Filter the data below for the string "expect" and copy each matching line.

————————

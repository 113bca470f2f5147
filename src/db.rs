/// Database pool creation and migration runner
///
/// Migrations live in the `migrations/` directory at the project root and
/// are embedded at compile time via `sqlx::migrate!`.

use sqlx::sqlite::{SqlitePool, SqlitePoolOptions};
use tracing::{info, warn};

use crate::config::DatabaseConfig;

/// Creates a SQLite connection pool from configuration
///
/// # Errors
///
/// Returns an error if the database file cannot be opened or created.
pub async fn create_pool(config: &DatabaseConfig) -> Result<SqlitePool, sqlx::Error> {
    let pool = SqlitePoolOptions::new()
        .max_connections(config.max_connections)
        .connect(&config.url)
        .await?;

    info!(url = %config.url, "Database pool created");

    Ok(pool)
}

/// Runs all pending database migrations
///
/// # Errors
///
/// Returns an error if a migration file is malformed or fails to execute.
pub async fn run_migrations(pool: &SqlitePool) -> Result<(), sqlx::migrate::MigrateError> {
    info!("Starting database migrations");

    match sqlx::migrate!("./migrations").run(pool).await {
        Ok(()) => {
            info!("All database migrations completed successfully");
            Ok(())
        }
        Err(e) => {
            warn!("Migration failed: {}", e);
            Err(e)
        }
    }
}

#[cfg(test)]
mod tests {
    use super::*;

    #[tokio::test]
    async fn test_create_pool_and_migrate_in_memory() {
        let config = DatabaseConfig {
            url: "sqlite::memory:".to_string(),
            max_connections: 1,
        };

        let pool = create_pool(&config).await.expect("Pool should connect");
        run_migrations(&pool).await.expect("Migrations should run");

        // Both tables exist after migration
        let (count,): (i64,) = sqlx::query_as(
            "SELECT COUNT(*) FROM sqlite_master WHERE type = 'table' AND name IN ('users', 'tasks')",
        )
        .fetch_one(&pool)
        .await
        .expect("Query should succeed");

        assert_eq!(count, 2);
    }
}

————————

**ANSWER TO THE PROBLEM:**
        let pool = create_pool(&config).await.expect("Pool should connect");
        run_migrations(&pool).await.expect("Migrations should run");
        .expect("Query should succeed");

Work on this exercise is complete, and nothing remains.